impl DeviceContext<LevelZero> for LevelZeroContext {
    #[tracing::instrument(skip_all, fields(device = %identity.name))]
    fn new(identity: &DeviceIdentity) -> InteropResult<Arc<Self>> {
        let functions = function_table()?;
        let f = &*functions;
        let mut driver_count = 0;
        check(unsafe { (f.zeDriverGet)(&mut driver_count, null_mut()) }, "zeDriverGet")?;
        let mut drivers = vec![null_mut(); driver_count as usize];
        check(
            unsafe { (f.zeDriverGet)(&mut driver_count, drivers.as_mut_ptr()) },
            "zeDriverGet",
        )?;
        drivers.truncate(driver_count as usize);

        let mut candidates = Vec::new();
        for &driver in &drivers {
            let mut device_count = 0;
            check(
                unsafe { (f.zeDeviceGet)(driver, &mut device_count, null_mut()) },
                "zeDeviceGet",
            )?;
            let mut devices = vec![null_mut(); device_count as usize];
            check(
                unsafe { (f.zeDeviceGet)(driver, &mut device_count, devices.as_mut_ptr()) },
                "zeDeviceGet",
            )?;
            for &device in devices.iter().take(device_count as usize) {
                let mut properties = ze_device_properties_t::default();
                check(
                    unsafe { (f.zeDeviceGetProperties)(device, &mut properties) },
                    "zeDeviceGetProperties",
                )?;
                let uuid = properties.uuid;
                candidates.push(((driver, device, properties), uuid, None));
            }
        }
        let (driver, device, properties) = find_matching_device(identity, API, candidates)?;
        let name = unsafe { CStr::from_ptr(properties.name.as_ptr()) }
            .to_string_lossy()
            .into_owned();

        let extension_names = driver_extensions(f, driver)?;
        let has_extension = |name: &str| extension_names.iter().any(|e| e == name);
        let extensions = unsafe {
            ExtensionFunctions {
                image_get_device_offset: extension_function(
                    f,
                    driver,
                    f.zeImageGetDeviceOffsetExp,
                    c"zeImageGetDeviceOffsetExp",
                ),
                import_semaphore: extension_function(
                    f,
                    driver,
                    f.zeDeviceImportExternalSemaphoreExt,
                    c"zeDeviceImportExternalSemaphoreExt",
                ),
                release_semaphore: extension_function(
                    f,
                    driver,
                    f.zeDeviceReleaseExternalSemaphoreExt,
                    c"zeDeviceReleaseExternalSemaphoreExt",
                ),
                append_signal: extension_function(
                    f,
                    driver,
                    f.zeCommandListAppendSignalExternalSemaphoreExt,
                    c"zeCommandListAppendSignalExternalSemaphoreExt",
                ),
                append_wait: extension_function(
                    f,
                    driver,
                    f.zeCommandListAppendWaitExternalSemaphoreExt,
                    c"zeCommandListAppendWaitExternalSemaphoreExt",
                ),
            }
        };
        let capabilities = Capabilities {
            bindless_images: has_extension(BINDLESS_IMAGE_EXTENSION)
                && extensions.image_get_device_offset.is_some(),
            external_semaphores: has_extension(EXTERNAL_SEMAPHORE_EXTENSION)
                && extensions.import_semaphore.is_some()
                && extensions.release_semaphore.is_some()
                && extensions.append_signal.is_some()
                && extensions.append_wait.is_some(),
        };
        log::debug!("Level Zero capabilities of {name}: {capabilities:?}");

        let desc = ze_context_desc_t {
            stype: ZE_STRUCTURE_TYPE_CONTEXT_DESC,
            pNext: null(),
            flags: 0,
        };
        let mut context = null_mut();
        check(unsafe { (f.zeContextCreate)(driver, &desc, &mut context) }, "zeContextCreate")?;
        log::info!("Using Level Zero device {name} for Vulkan interop");
        Ok(Arc::new(Self {
            compute_ordinal: compute_queue_ordinal(f, device),
            info: ComputeDeviceInfo {
                api: API,
                name,
                uuid: identity.uuid,
                total_memory: 0,
                max_allocation_size: properties.maxMemAllocSize,
            },
            functions,
            driver,
            device,
            context,
            extensions,
            capabilities,
            event_pools: Mutex::new(HashMap::new()),
        }))
    }
    fn device_info(&self) -> &ComputeDeviceInfo {
        &self.info
    }

    #[tracing::instrument(skip_all)]
    unsafe fn import_buffer(
        self: &Arc<Self>,
        source: &dyn ExternalBufferSource,
    ) -> InteropResult<LevelZeroBuffer> {
        let size = source.buffer_size();
        check_import_size(size, self.info.max_allocation_size)?;
        let handle_type = ExternalHandleType::native();
        let handle = source.export_memory_handle(handle_type)?;
        let import = memory_import(handle.raw(), handle_type);
        let desc = ze_device_mem_alloc_desc_t {
            stype: ZE_STRUCTURE_TYPE_DEVICE_MEM_ALLOC_DESC,
            pNext: import.as_ptr(),
            flags: 0,
            ordinal: 0,
        };
        let mut ptr = null_mut();
        let code = unsafe {
            (self.functions.zeMemAllocDevice)(
                self.context,
                &desc,
                source.allocation_size() as usize,
                0,
                self.device,
                &mut ptr,
            )
        };
        if code != ZE_RESULT_SUCCESS {
            return Err(self.import_failed("zeMemAllocDevice", code));
        }
        Ok(LevelZeroBuffer {
            ptr,
            size,
            handle: handle.settle(driver_consumes_handle(handle_type)),
            context: self.clone(),
        })
    }

    #[tracing::instrument(skip_all, fields(flavor = ?flavor))]
    unsafe fn import_image(
        self: &Arc<Self>,
        source: &dyn ExternalImageSource,
        flavor: ImageFlavor,
    ) -> InteropResult<LevelZeroImage> {
        let info = source.image_info();
        let format = get_image_format_info(info.format);
        let ze_format =
            image_format(format).ok_or_else(|| InteropError::format_unsupported(info.format, API))?;
        let path =
            choose_image_import_path(bindless_images_mode(), self.capabilities.bindless_images)?;
        let handle_type = ExternalHandleType::native();
        let handle = source.export_memory_handle(handle_type)?;
        let import = memory_import(handle.raw(), handle_type);
        let bindless = ze_image_bindless_exp_desc_t {
            stype: ZE_STRUCTURE_TYPE_BINDLESS_IMAGE_EXP_DESC,
            pNext: import.as_ptr(),
            flags: ZE_IMAGE_BINDLESS_EXP_FLAG_BINDLESS,
        };
        let next = match path {
            ImageImportPath::Bindless => (&bindless as *const ze_image_bindless_exp_desc_t).cast(),
            ImageImportPath::Plain => import.as_ptr(),
        };
        let desc = image_desc(&info, ze_format, next);
        let mut raw_image = null_mut();
        let code = unsafe {
            (self.functions.zeImageCreate)(self.context, self.device, &desc, &mut raw_image)
        };
        match (code, path) {
            (ZE_RESULT_SUCCESS, _) => (),
            (ZE_RESULT_ERROR_UNSUPPORTED_FEATURE, ImageImportPath::Plain) => {
                return Err(InteropError::UnsupportedFeature(
                    UnsupportedComputeApiFeature::NonBindlessImages,
                ));
            }
            (ZE_RESULT_ERROR_UNSUPPORTED_FEATURE, ImageImportPath::Bindless) => {
                return Err(InteropError::UnsupportedFeature(
                    UnsupportedComputeApiFeature::BindlessImages,
                ));
            }
            (code, _) => return Err(self.import_failed("zeImageCreate", code)),
        }
        let mut image = LevelZeroImage {
            image: ZeImage(raw_image),
            bindless_offset: None,
            info,
            format,
            flavor,
            handle: handle.settle(driver_consumes_handle(handle_type)),
            context: self.clone(),
        };
        if path == ImageImportPath::Bindless {
            if let Some(get_offset) = self.extensions.image_get_device_offset {
                let mut offset = 0;
                check(
                    unsafe { get_offset(raw_image, &mut offset) },
                    "zeImageGetDeviceOffsetExp",
                )?;
                image.bindless_offset = Some(offset);
            }
        }
        Ok(image)
    }

    #[tracing::instrument(skip_all)]
    unsafe fn import_semaphore(
        self: &Arc<Self>,
        source: &dyn ExternalSemaphoreSource,
    ) -> InteropResult<LevelZeroSemaphore> {
        let unsupported =
            || InteropError::UnsupportedFeature(UnsupportedComputeApiFeature::ExternalSemaphores);
        if !self.capabilities.external_semaphores {
            return Err(unsupported());
        }
        let import = self.extensions.import_semaphore.ok_or_else(unsupported)?;
        let kind = source.semaphore_kind();
        let handle_type = ExternalHandleType::native();
        let flags = semaphore_flags(kind, handle_type)?;
        let handle = source.export_semaphore_handle(handle_type)?;
        let fd_desc;
        let win32_desc;
        let next: *const c_void = match handle.raw() {
            RawExternalHandle::Fd(fd) => {
                fd_desc = ze_external_semaphore_fd_ext_desc_t {
                    stype: ZE_STRUCTURE_TYPE_EXTERNAL_SEMAPHORE_FD_EXT_DESC,
                    pNext: null(),
                    fd,
                };
                (&fd_desc as *const ze_external_semaphore_fd_ext_desc_t).cast()
            }
            RawExternalHandle::Win32(h) => {
                win32_desc = ze_external_semaphore_win32_ext_desc_t {
                    stype: ZE_STRUCTURE_TYPE_EXTERNAL_SEMAPHORE_WIN32_EXT_DESC,
                    pNext: null(),
                    handle: h,
                    name: null(),
                };
                (&win32_desc as *const ze_external_semaphore_win32_ext_desc_t).cast()
            }
        };
        let desc = ze_external_semaphore_ext_desc_t {
            stype: ZE_STRUCTURE_TYPE_EXTERNAL_SEMAPHORE_EXT_DESC,
            pNext: next,
            flags,
        };
        let mut semaphore = null_mut();
        let code = unsafe { import(self.device, &desc, &mut semaphore) };
        if code != ZE_RESULT_SUCCESS {
            log::error!("zeDeviceImportExternalSemaphoreExt failed: {}", result_name(code));
            return Err(InteropError::SemaphoreImportFailed {
                api: API,
                code: code as i64,
            });
        }
        Ok(LevelZeroSemaphore {
            semaphore,
            kind,
            handle: handle.settle(driver_consumes_handle(handle_type)),
            context: self.clone(),
        })
    }

    fn create_stream(&self) -> InteropResult<StreamWrapper> {
        let desc = ze_command_queue_desc_t {
            stype: ZE_STRUCTURE_TYPE_COMMAND_QUEUE_DESC,
            pNext: null(),
            ordinal: self.compute_ordinal,
            index: 0,
            flags: ZE_COMMAND_QUEUE_FLAG_IN_ORDER,
            mode: ZE_COMMAND_QUEUE_MODE_ASYNCHRONOUS,
            priority: 0,
        };
        let mut list = null_mut();
        check(
            unsafe {
                (self.functions.zeCommandListCreateImmediate)(
                    self.context,
                    self.device,
                    &desc,
                    &mut list,
                )
            },
            "zeCommandListCreateImmediate",
        )?;
        Ok(StreamWrapper::LevelZero(ZeCommandList(list)))
    }
    unsafe fn destroy_stream(&self, stream: StreamWrapper) -> InteropResult<()> {
        let list = stream.as_level_zero()?;
        check(
            unsafe { (self.functions.zeCommandListDestroy)(list.0) },
            "zeCommandListDestroy",
        )
    }
    fn create_event(&self) -> InteropResult<ComputeEvent> {
        let (pool, events) = self.raw_event_pool(1)?;
        let event = ZeEvent(events[0]);
        self.event_pools.lock().insert(event, pool as usize);
        Ok(ComputeEvent::LevelZero(event))
    }
    unsafe fn destroy_event(&self, event: ComputeEvent) -> InteropResult<()> {
        let ComputeEvent::LevelZero(event) = event else {
            return event.expect_api(API);
        };
        let Some(pool) = self.event_pools.lock().remove(&event) else {
            log::warn!("Event {event:?} was not created by this context, leaving it alone");
            return Ok(());
        };
        check(
            unsafe { (self.functions.zeEventDestroy)(event.0) },
            "zeEventDestroy",
        )?;
        check(
            unsafe { (self.functions.zeEventPoolDestroy)(pool as ze_event_pool_handle_t) },
            "zeEventPoolDestroy",
        )
    }
}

════════════════════

> **Assignment**: In the entries above, count each line holding the word "iter" and give that count alone.

> **Problem solution**: 2